Tombstones could exist in the SSTables longer than 10 days because they are evicted during compaction, and if it didn't happen for a long time, then they just stay there. You have following options available (for 3.11.x):

  • if you have disk space you may force compaction using the nodetool compact -s that will combine all SSTables into several SSTables - this will put a lot of load onto the system as it will read all data & write them back
  • use nodetool garbagecollect to evict old data & expired tombstones - but it may not delete all tombstones
  • you can tune parameters of the specific table so compaction will happen more often, like, decrease the minimal number of SSTables for compaction from 4 to 2, plus some other options (min_threshold, tombstone_threshold, etc.)

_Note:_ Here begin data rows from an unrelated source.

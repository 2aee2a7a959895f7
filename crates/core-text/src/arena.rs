//! Storage arena: reference-counted byte blocks holding line text.
//!
//! An [`ArenaBlock`] owns the bytes of many lines laid out back to back, each
//! followed by its terminator. Blocks are shared as `Rc<ArenaBlock>`; the only
//! strong references are held by [`crate::Line`]s, so a block's reference
//! count is exactly the number of lines pointing into it and the block is
//! freed the moment the last such line is dropped.
//!
//! Construction goes through [`ArenaBuf`]: [`Arena::allocate`] reserves the
//! exact byte size up front (refusing when the optional byte budget would be
//! exceeded or the allocator reports failure), the caller fills it, and
//! [`ArenaBuf::freeze`] turns it into a shareable block. Dropping an unfrozen
//! buffer disposes of it, which is how a failed build unwinds.
//!
//! Blocks are never mutated after freezing; edits build new blocks.

use std::cell::Cell;
use std::fmt;
use std::rc::Rc;

use tracing::{debug, trace};

use crate::error::{TextError, TextResult};

#[derive(Debug, Default)]
struct ArenaStats {
    live_blocks: Cell<usize>,
    live_bytes: Cell<usize>,
    next_id: Cell<u64>,
    limit: Option<usize>,
}

impl ArenaStats {
    fn release_bytes(&self, n: usize) {
        self.live_bytes.set(self.live_bytes.get().saturating_sub(n));
    }
}

/// Handle to the shared allocation accounting of one editor session.
///
/// Cloning the handle is cheap and every clone sees the same counters.
#[derive(Debug, Clone, Default)]
pub struct Arena {
    stats: Rc<ArenaStats>,
}

impl Arena {
    /// Unbounded arena; only a real allocator failure refuses a request.
    pub fn new() -> Self {
        Self::default()
    }

    /// Arena refusing any allocation that would push live bytes past `limit`.
    pub fn with_limit(limit: usize) -> Self {
        Self {
            stats: Rc::new(ArenaStats {
                limit: Some(limit),
                ..ArenaStats::default()
            }),
        }
    }

    pub fn from_limit(limit: Option<usize>) -> Self {
        match limit {
            Some(l) => Self::with_limit(l),
            None => Self::new(),
        }
    }

    /// Number of frozen blocks still referenced by at least one line.
    pub fn live_blocks(&self) -> usize {
        self.stats.live_blocks.get()
    }

    /// Bytes reserved by live blocks and unfrozen buffers.
    pub fn live_bytes(&self) -> usize {
        self.stats.live_bytes.get()
    }

    pub fn limit(&self) -> Option<usize> {
        self.stats.limit
    }

    /// Reserve a buffer of exactly `size` bytes.
    pub fn allocate(&self, size: usize) -> TextResult<ArenaBuf> {
        let live = self.stats.live_bytes.get();
        if let Some(limit) = self.stats.limit
            && live.saturating_add(size) > limit
        {
            debug!(target: "text.arena", requested = size, live, limit, "arena_limit_refused");
            return Err(TextError::OutOfMemory { requested: size });
        }
        let mut bytes = Vec::new();
        if bytes.try_reserve_exact(size).is_err() {
            debug!(target: "text.arena", requested = size, "arena_alloc_failed");
            return Err(TextError::OutOfMemory { requested: size });
        }
        self.stats.live_bytes.set(live + size);
        trace!(target: "text.arena", size, live_bytes = live + size, "arena_allocate");
        Ok(ArenaBuf {
            bytes,
            size,
            stats: self.stats.clone(),
        })
    }

    /// Same accounting check as [`Arena::allocate`] without reserving anything.
    pub fn can_allocate(&self, size: usize) -> bool {
        match self.stats.limit {
            Some(limit) => self.stats.live_bytes.get().saturating_add(size) <= limit,
            None => true,
        }
    }
}

/// A buffer under construction. Dropping it releases its reservation.
#[derive(Debug)]
pub struct ArenaBuf {
    bytes: Vec<u8>,
    size: usize,
    stats: Rc<ArenaStats>,
}

impl ArenaBuf {
    /// Bytes written so far.
    pub fn len(&self) -> usize {
        self.bytes.len()
    }

    pub fn is_empty(&self) -> bool {
        self.bytes.is_empty()
    }

    /// Reserved size.
    pub fn capacity(&self) -> usize {
        self.size
    }

    /// Append bytes; the caller sized the buffer so this never reallocates.
    pub fn push(&mut self, data: &[u8]) {
        debug_assert!(
            self.bytes.len() + data.len() <= self.size,
            "arena buffer overflow: {} + {} > {}",
            self.bytes.len(),
            data.len(),
            self.size
        );
        self.bytes.extend_from_slice(data);
    }

    pub fn push_byte(&mut self, b: u8) {
        debug_assert!(self.bytes.len() < self.size);
        self.bytes.push(b);
    }

    pub fn push_repeated(&mut self, b: u8, count: usize) {
        debug_assert!(self.bytes.len() + count <= self.size);
        self.bytes.resize(self.bytes.len() + count, b);
    }

    /// Finish construction and hand out the first strong reference.
    pub fn freeze(mut self) -> Rc<ArenaBlock> {
        let bytes = std::mem::take(&mut self.bytes);
        let reserved = std::mem::replace(&mut self.size, 0);
        let id = self.stats.next_id.get();
        self.stats.next_id.set(id + 1);
        self.stats.live_blocks.set(self.stats.live_blocks.get() + 1);
        trace!(
            target: "text.arena",
            id,
            reserved,
            used = bytes.len(),
            live_blocks = self.stats.live_blocks.get(),
            "arena_freeze"
        );
        Rc::new(ArenaBlock {
            bytes,
            reserved,
            id,
            stats: self.stats.clone(),
        })
    }
}

impl Drop for ArenaBuf {
    fn drop(&mut self) {
        if self.size > 0 {
            trace!(target: "text.arena", reserved = self.size, "arena_dispose");
            self.stats.release_bytes(self.size);
        }
    }
}

/// Immutable, shared storage for the text of many lines.
pub struct ArenaBlock {
    bytes: Vec<u8>,
    reserved: usize,
    id: u64,
    stats: Rc<ArenaStats>,
}

impl ArenaBlock {
    pub fn bytes(&self) -> &[u8] {
        &self.bytes
    }

    /// Reserved bytes never written.
    pub fn free_bytes(&self) -> usize {
        self.reserved - self.bytes.len()
    }

    /// Allocation sequence number, unique within one arena.
    pub fn id(&self) -> u64 {
        self.id
    }

    /// Number of lines currently referencing `this`.
    pub fn ref_count(this: &Rc<Self>) -> usize {
        Rc::strong_count(this)
    }
}

impl fmt::Debug for ArenaBlock {
    fn fmt(&self, f: &mut fmt::Formatter<'_>) -> fmt::Result {
        f.debug_struct("ArenaBlock")
            .field("id", &self.id)
            .field("len", &self.bytes.len())
            .field("free", &self.free_bytes())
            .finish()
    }
}

impl Drop for ArenaBlock {
    fn drop(&mut self) {
        self.stats
            .live_blocks
            .set(self.stats.live_blocks.get().saturating_sub(1));
        self.stats.release_bytes(self.reserved);
        trace!(
            target: "text.arena",
            id = self.id,
            reserved = self.reserved,
            live_blocks = self.stats.live_blocks.get(),
            "arena_free"
        );
    }
}
//! Undo / redo driver.
//!
//! Replays the records of one undo group through the inverse primitives.
//! [`undo`] walks the newest live group backwards and leaves each record's
//! `before` status in place; [`redo`] walks the oldest undone group forwards
//! and leaves its `after` status. Replay does not log: the records only
//! change their `undone` flag.
//!
//! A record that fails to replay stops the walk. Records already replayed
//! keep their new flag, so the undone records still form a suffix of the log
//! and the file matches the log.

use core_state::{
    File, PatternMode, Position, UndoKind, UndoRecord, UndoRegion, delete_character_block_prim,
    delete_column_block_prim, insert_character_block_prim, insert_column_block_prim,
    overwrite_byte_prim,
};
use core_text::Block;
use tracing::{debug, trace};

use crate::error::{ActionError, ActionResult};

/// Revert the newest group of edits.
pub fn undo(file: &mut File) -> ActionResult<()> {
    let range = file.undo_log().undo_range().ok_or(ActionError::NothingToUndo)?;
    let records = range.len();
    for index in range.rev() {
        let Some(rec) = file.undo_log().get(index).cloned() else {
            break;
        };
        if let Err(e) = revert(file, index, &rec) {
            debug!(target: "actions.undo", index, kind = ?rec.kind, error = %e, "undo_failed");
            return Err(e);
        }
        file.restore_status(rec.before);
        file.undo_log_mut().set_undone(index, true);
    }
    let cursor = file.cursor();
    trace!(
        target: "actions.undo",
        op = "undo",
        records,
        line = cursor.line,
        pos = cursor.pos,
        "undo"
    );
    Ok(())
}

/// Re-apply the oldest undone group.
pub fn redo(file: &mut File) -> ActionResult<()> {
    let range = file.undo_log().redo_range().ok_or(ActionError::NothingToRedo)?;
    let records = range.len();
    for index in range {
        let Some(rec) = file.undo_log().get(index).cloned() else {
            break;
        };
        if let Err(e) = reapply(file, index, &rec) {
            debug!(target: "actions.undo", index, kind = ?rec.kind, error = %e, "redo_failed");
            return Err(e);
        }
        file.restore_status(rec.after);
        file.undo_log_mut().set_undone(index, false);
    }
    let cursor = file.cursor();
    trace!(
        target: "actions.undo",
        op = "redo",
        records,
        line = cursor.line,
        pos = cursor.pos,
        "redo"
    );
    Ok(())
}

fn payload(rec: &UndoRecord, index: usize) -> ActionResult<&Block> {
    rec.payload.as_ref().ok_or(ActionError::MissingPayload { index })
}

fn revert(file: &mut File, index: usize, rec: &UndoRecord) -> ActionResult<()> {
    match (rec.kind, rec.region) {
        (UndoKind::Insert, UndoRegion::Chars { start, end }) => {
            delete_character_block_prim(file, start, end)?;
        }
        (UndoKind::Insert, UndoRegion::Columns { region, appended }) => {
            delete_column_block_prim(file, region, PatternMode::Replay(payload(rec, index)?))?;
            drop_appended_lines(file, appended)?;
        }
        (UndoKind::Delete, UndoRegion::Chars { start, .. }) => {
            file.set_cursor(start)?;
            insert_character_block_prim(file, payload(rec, index)?)?;
        }
        (UndoKind::Delete, UndoRegion::Columns { region, .. }) => {
            file.set_cursor_col(region.first_line, region.start_col)?;
            insert_column_block_prim(file, payload(rec, index)?)?;
        }
        (UndoKind::Replace, UndoRegion::Byte { at, old, .. }) => {
            overwrite_byte_prim(file, at, old)?;
        }
        _ => {}
    }
    trace!(target: "actions.undo", index, kind = ?rec.kind, group = rec.group, "reverted");
    Ok(())
}

fn reapply(file: &mut File, index: usize, rec: &UndoRecord) -> ActionResult<()> {
    match (rec.kind, rec.region) {
        (UndoKind::Insert, UndoRegion::Chars { .. }) => {
            file.restore_status(rec.before);
            insert_character_block_prim(file, payload(rec, index)?)?;
        }
        (UndoKind::Insert, UndoRegion::Columns { .. }) => {
            file.restore_status(rec.before);
            insert_column_block_prim(file, payload(rec, index)?)?;
        }
        (UndoKind::Delete, UndoRegion::Chars { start, end }) => {
            delete_character_block_prim(file, start, end)?;
        }
        (UndoKind::Delete, UndoRegion::Columns { region, .. }) => {
            delete_column_block_prim(file, region, PatternMode::Replay(payload(rec, index)?))?;
        }
        (UndoKind::Replace, UndoRegion::Byte { at, new, .. }) => {
            overwrite_byte_prim(file, at, Some(new))?;
        }
        _ => {}
    }
    trace!(target: "actions.undo", index, kind = ?rec.kind, group = rec.group, "reapplied");
    Ok(())
}

/// Remove the last `appended` lines, which a column insert added past the
/// old end of the file and which are empty again once its pattern is gone.
fn drop_appended_lines(file: &mut File, appended: usize) -> ActionResult<()> {
    let n = file.line_count();
    let Some(kept) = n.checked_sub(appended) else {
        return Ok(());
    };
    if appended == 0 {
        return Ok(());
    }
    let start = match kept {
        0 => Position::new(0, 0),
        k => Position::new(k - 1, file.line_len(k - 1)),
    };
    let end = Position::new(n - 1, file.line_len(n - 1));
    delete_character_block_prim(file, start, end)?;
    Ok(())
}

#[cfg(test)]
mod tests {
    use super::*;
    use crate::commands::{insert_text, mark_block_begin, overwrite_char};
    use core_config::EditPolicy;
    use core_text::Arena;

    fn file(text: &str) -> File {
        File::from_bytes(Arena::new(), text.as_bytes(), EditPolicy::with_tab_size(4)).unwrap()
    }

    #[test]
    fn empty_log_reports_nothing_to_do() {
        let mut f = file("abc");
        assert_eq!(undo(&mut f).unwrap_err(), ActionError::NothingToUndo);
        assert_eq!(redo(&mut f).unwrap_err(), ActionError::NothingToRedo);
    }

    #[test]
    fn undo_restores_modified_flag() {
        let mut f = file("abc");
        f.set_cursor(Position::new(0, 1)).unwrap();
        insert_text(&mut f, b"xy").unwrap();
        assert!(f.is_modified());
        undo(&mut f).unwrap();
        assert!(!f.is_modified());
        assert_eq!(f.line_texts(), vec![&b"abc"[..]]);
        redo(&mut f).unwrap();
        assert!(f.is_modified());
        assert_eq!(f.line_texts(), vec![&b"axybc"[..]]);
    }

    #[test]
    fn overwrite_appending_past_end_is_undone() {
        let mut f = file("ab");
        f.set_cursor(Position::new(0, 1)).unwrap();
        overwrite_char(&mut f, b'X').unwrap();
        overwrite_char(&mut f, b'Y').unwrap();
        assert_eq!(f.line_texts(), vec![&b"aXY"[..]]);
        undo(&mut f).unwrap();
        assert_eq!(f.line_texts(), vec![&b"aX"[..]]);
        undo(&mut f).unwrap();
        assert_eq!(f.line_texts(), vec![&b"ab"[..]]);
        assert_eq!(f.cursor().pos, 1);
    }

    #[test]
    fn rearrange_undo_restores_markers() {
        let mut f = file("abc");
        f.set_cursor(Position::new(0, 2)).unwrap();
        mark_block_begin(&mut f).unwrap();
        assert!(f.selection().start_set);
        undo(&mut f).unwrap();
        assert!(!f.selection().start_set);
        redo(&mut f).unwrap();
        assert_eq!(f.selection().start.pos, 2);
    }

    #[test]
    fn new_edit_after_undo_drops_redo() {
        let mut f = file("abc");
        f.set_cursor(Position::new(0, 3)).unwrap();
        insert_text(&mut f, b"1").unwrap();
        undo(&mut f).unwrap();
        insert_text(&mut f, b"2").unwrap();
        assert_eq!(redo(&mut f).unwrap_err(), ActionError::NothingToRedo);
        assert_eq!(f.line_texts(), vec![&b"abc2"[..]]);
    }
}
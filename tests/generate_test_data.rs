use std::fs::File;
use std::io::{BufWriter, Write};

fn generate_text_file(path: &str, num_lines: usize, line_width: usize) -> std::io::Result<()> {
    let file = File::create(path)?;
    let mut writer = BufWriter::new(file);

    for i in 0..num_lines {
        let padding = "x".repeat(line_width.saturating_sub(16) + i % 7);
        writeln!(writer, "line {:>8} {}", i, padding)?;

        // Flush periodically to avoid memory buildup
        if i % 10_000 == 0 {
            writer.flush()?;
            print!("\rGenerated {} lines...", i);
            std::io::stdout().flush()?;
        }
    }

    writer.flush()?;
    println!("\rGenerated {} lines successfully!", num_lines);

    Ok(())
}

fn main() {
    println!("Viewer Test Data Generator");
    println!("==========================\n");

    println!("Generating small.txt (~1MB)...");
    if let Err(e) = generate_text_file("tests/small.txt", 12_000, 80) {
        eprintln!("Error generating small.txt: {}", e);
    }

    println!("\nGenerating medium.txt (~100MB)...");
    if let Err(e) = generate_text_file("tests/medium.txt", 1_200_000, 80) {
        eprintln!("Error generating medium.txt: {}", e);
    }

    println!("\n\nAll test files generated successfully!");
    println!("Files created:");
    println!("  - tests/small.txt  (~1MB)");
    println!("  - tests/medium.txt (~100MB)");
}
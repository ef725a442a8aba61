use afv::{BufferError, CharTextBuffer, TextBuffer};

fn collect_line(buffer: &TextBuffer, n: usize) -> String {
    String::from_utf8(buffer.line(n).collect()).unwrap()
}

#[test]
fn test_documented_scenarios() {
    let mut buffer = TextBuffer::new();
    buffer.insert_str(0, "abc").unwrap();
    assert_eq!(buffer.to_string_lossy(), "abc");

    let mut buffer = TextBuffer::new();
    buffer.insert_str(0, "abc").unwrap();
    buffer.insert_str(1, "def").unwrap();
    assert_eq!(buffer.to_string_lossy(), "adefbc");

    let mut buffer = TextBuffer::new();
    buffer.insert_str(0, "abc").unwrap();
    buffer.insert_str(3, "def").unwrap();
    assert_eq!(buffer.to_string_lossy(), "abcdef");

    let mut buffer = TextBuffer::new();
    buffer.insert_str(0, "abc\n").unwrap();
    assert_eq!(buffer.total_lines(), 1);
    assert!(buffer.line(1).is_empty());

    let mut buffer = TextBuffer::new();
    buffer.insert_str(0, "abc\ndef").unwrap();
    assert_eq!(collect_line(&buffer, 0), "abc");
    assert_eq!(collect_line(&buffer, 1), "def");
}

#[test]
fn test_line_range_cursors_bound_the_line() {
    let mut buffer = TextBuffer::new();
    buffer.insert_str(0, "ab\ncd\n").unwrap();

    let line = buffer.line(1);
    let mut cursor = line.start();
    assert_eq!(cursor.value(), Some(b'c'));
    cursor.advance().advance();
    assert_eq!(cursor, line.end());
    assert_eq!(line.end().value(), Some(b'\n'));
}

#[test]
fn test_cursors_are_reacquired_after_insert() {
    let mut buffer = CharTextBuffer::new();
    buffer.insert_str(0, "xz").unwrap();
    let before = buffer.begin().position();

    buffer.insert_str(1, "y").unwrap();
    let mut cursor = buffer.begin();
    assert_eq!(cursor.position(), before);
    cursor.advance();
    assert_eq!(cursor.value(), Some('y'));
}

#[test]
fn test_error_is_a_std_error() {
    fn assert_error<E: std::error::Error + Send + Sync + 'static>() {}
    assert_error::<BufferError>();
}
pub mod viewport;

use ratatui::{
    layout::{Constraint, Direction, Layout, Rect},
    style::{Color, Style},
    text::Line,
    widgets::{Block, Borders, Paragraph},
    Frame,
};

use crate::buffer::TextBuffer;
use viewport::Viewport;

/// Area left for text once the border and status bar are taken.
pub fn text_area(area: Rect) -> Rect {
    let [main, _] = split(area);
    Block::default().borders(Borders::ALL).inner(main)
}

fn split(area: Rect) -> [Rect; 2] {
    let chunks = Layout::default()
        .direction(Direction::Vertical)
        .constraints([Constraint::Min(1), Constraint::Length(1)])
        .split(area);
    [chunks[0], chunks[1]]
}

/// Paint the visible lines and the status bar.
pub fn render(frame: &mut Frame, buffer: &TextBuffer, viewport: &Viewport, title: &str) {
    let [main, status_area] = split(frame.area());

    let main_block = Block::default().borders(Borders::ALL).title(title.to_string());
    let inner_area = main_block.inner(main);
    frame.render_widget(main_block, main);

    let lines: Vec<Line> = viewport
        .visible_lines(buffer)
        .into_iter()
        .map(Line::from)
        .collect();
    frame.render_widget(Paragraph::new(lines), inner_area);

    let status_text = if buffer.is_empty() {
        " Empty file | q: quit".to_string()
    } else {
        format!(
            " {}:{} | {} bytes in {} pieces | j/k: scroll | q: quit",
            viewport.start_line + 1,
            buffer.total_lines(),
            buffer.len(),
            buffer.piece_count(),
        )
    };
    let status = Paragraph::new(status_text)
        .style(Style::default().bg(Color::DarkGray).fg(Color::White));
    frame.render_widget(status, status_area);
}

In future, for repairs it's recommended to use something like Reaper, that performs token range repair, putting less load onto the system.

Mass deletion of data could be done by external tools, for example:

  • Spark + Spark Cassandra Connector - see this answer for example
  • DSBulk - you can use the -query option to specify your query to unload data to disk (only columns of the primary key, and use :start/:end keywords), and then loading data providing the -query 'DELETE FROM table WHERE primary_key = ....'

And for schema change - it's not the most trivial task. To match your table structure to queries you most probably will need to change the primary key, and in Cassandra this is is done only via creation of the new table(s), and loading data into these new tables. For that task you'll also need something like Spark or DSBulk, especially if you'll need to migrate data with TTL and/or WriteTime. See this answer for more details.